START SOURCE DATA

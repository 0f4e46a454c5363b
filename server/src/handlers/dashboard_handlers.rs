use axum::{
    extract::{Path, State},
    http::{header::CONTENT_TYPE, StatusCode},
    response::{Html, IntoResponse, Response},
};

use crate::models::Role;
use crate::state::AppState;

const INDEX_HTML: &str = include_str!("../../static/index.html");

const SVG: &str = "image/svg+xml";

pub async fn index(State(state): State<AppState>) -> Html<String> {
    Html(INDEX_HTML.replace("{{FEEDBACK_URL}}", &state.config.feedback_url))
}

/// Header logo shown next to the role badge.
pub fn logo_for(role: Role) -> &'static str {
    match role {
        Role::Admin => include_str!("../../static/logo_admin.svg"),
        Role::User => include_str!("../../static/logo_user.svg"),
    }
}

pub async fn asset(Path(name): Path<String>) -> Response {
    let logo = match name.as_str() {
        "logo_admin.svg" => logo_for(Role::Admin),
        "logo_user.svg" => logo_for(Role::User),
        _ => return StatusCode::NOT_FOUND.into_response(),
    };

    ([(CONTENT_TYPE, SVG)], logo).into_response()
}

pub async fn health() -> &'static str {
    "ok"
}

END SOURCE DATA
START SOURCE DATA

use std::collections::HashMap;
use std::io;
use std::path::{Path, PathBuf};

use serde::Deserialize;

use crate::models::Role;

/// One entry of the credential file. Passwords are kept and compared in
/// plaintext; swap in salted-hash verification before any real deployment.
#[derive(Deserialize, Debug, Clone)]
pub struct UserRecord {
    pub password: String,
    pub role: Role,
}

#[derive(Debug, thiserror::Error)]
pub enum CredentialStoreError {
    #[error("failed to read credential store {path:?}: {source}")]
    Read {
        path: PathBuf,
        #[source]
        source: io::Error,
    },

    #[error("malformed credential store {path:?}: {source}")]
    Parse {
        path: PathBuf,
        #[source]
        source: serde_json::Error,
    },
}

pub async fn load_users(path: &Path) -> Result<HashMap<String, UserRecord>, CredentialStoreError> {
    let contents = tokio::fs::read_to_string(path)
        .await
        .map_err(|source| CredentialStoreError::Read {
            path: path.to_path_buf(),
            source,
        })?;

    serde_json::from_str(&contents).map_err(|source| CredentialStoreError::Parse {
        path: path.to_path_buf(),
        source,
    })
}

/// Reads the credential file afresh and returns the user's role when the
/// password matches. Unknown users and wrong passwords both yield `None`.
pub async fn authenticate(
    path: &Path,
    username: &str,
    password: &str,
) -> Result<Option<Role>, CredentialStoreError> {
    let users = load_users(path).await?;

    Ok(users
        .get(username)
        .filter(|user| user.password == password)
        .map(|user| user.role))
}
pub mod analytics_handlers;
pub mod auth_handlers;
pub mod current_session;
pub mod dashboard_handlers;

END SOURCE DATA
START SOURCE DATA

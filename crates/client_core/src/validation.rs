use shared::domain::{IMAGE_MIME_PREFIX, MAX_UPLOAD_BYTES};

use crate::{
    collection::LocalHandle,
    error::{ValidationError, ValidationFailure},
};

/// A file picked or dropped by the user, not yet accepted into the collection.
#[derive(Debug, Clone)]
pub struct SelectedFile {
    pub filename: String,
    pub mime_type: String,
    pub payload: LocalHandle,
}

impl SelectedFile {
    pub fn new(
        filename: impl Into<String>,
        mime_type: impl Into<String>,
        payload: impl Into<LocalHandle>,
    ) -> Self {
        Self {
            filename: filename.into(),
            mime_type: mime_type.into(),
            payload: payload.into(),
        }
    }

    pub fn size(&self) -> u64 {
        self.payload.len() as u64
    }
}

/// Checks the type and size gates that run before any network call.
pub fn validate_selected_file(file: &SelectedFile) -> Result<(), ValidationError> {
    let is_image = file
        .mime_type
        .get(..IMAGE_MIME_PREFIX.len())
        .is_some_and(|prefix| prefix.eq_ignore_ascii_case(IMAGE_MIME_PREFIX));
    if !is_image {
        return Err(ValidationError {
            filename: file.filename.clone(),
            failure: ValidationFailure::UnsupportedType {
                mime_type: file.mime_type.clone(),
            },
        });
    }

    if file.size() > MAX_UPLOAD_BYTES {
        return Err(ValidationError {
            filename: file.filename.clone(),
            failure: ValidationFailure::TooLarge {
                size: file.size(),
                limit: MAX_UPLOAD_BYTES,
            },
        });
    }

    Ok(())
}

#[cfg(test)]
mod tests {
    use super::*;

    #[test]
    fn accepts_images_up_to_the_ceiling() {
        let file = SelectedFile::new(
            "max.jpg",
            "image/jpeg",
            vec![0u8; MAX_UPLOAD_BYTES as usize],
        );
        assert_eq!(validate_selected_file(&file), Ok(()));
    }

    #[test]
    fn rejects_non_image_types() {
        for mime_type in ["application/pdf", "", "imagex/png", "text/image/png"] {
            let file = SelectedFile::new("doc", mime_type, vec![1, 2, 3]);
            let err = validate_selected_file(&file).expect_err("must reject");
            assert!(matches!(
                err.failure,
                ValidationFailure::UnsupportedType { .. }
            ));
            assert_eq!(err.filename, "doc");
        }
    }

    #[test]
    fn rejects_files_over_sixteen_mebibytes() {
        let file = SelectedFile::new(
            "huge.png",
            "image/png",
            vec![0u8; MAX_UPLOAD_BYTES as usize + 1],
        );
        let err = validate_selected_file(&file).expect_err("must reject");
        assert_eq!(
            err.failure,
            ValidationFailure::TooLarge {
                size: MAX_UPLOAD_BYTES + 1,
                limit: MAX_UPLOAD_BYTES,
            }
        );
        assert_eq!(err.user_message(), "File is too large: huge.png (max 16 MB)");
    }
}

END SOURCE DATA

Read through the entries, then copy every line where the string "struct" is found.

pub struct UserRecord {
pub struct SelectedFile {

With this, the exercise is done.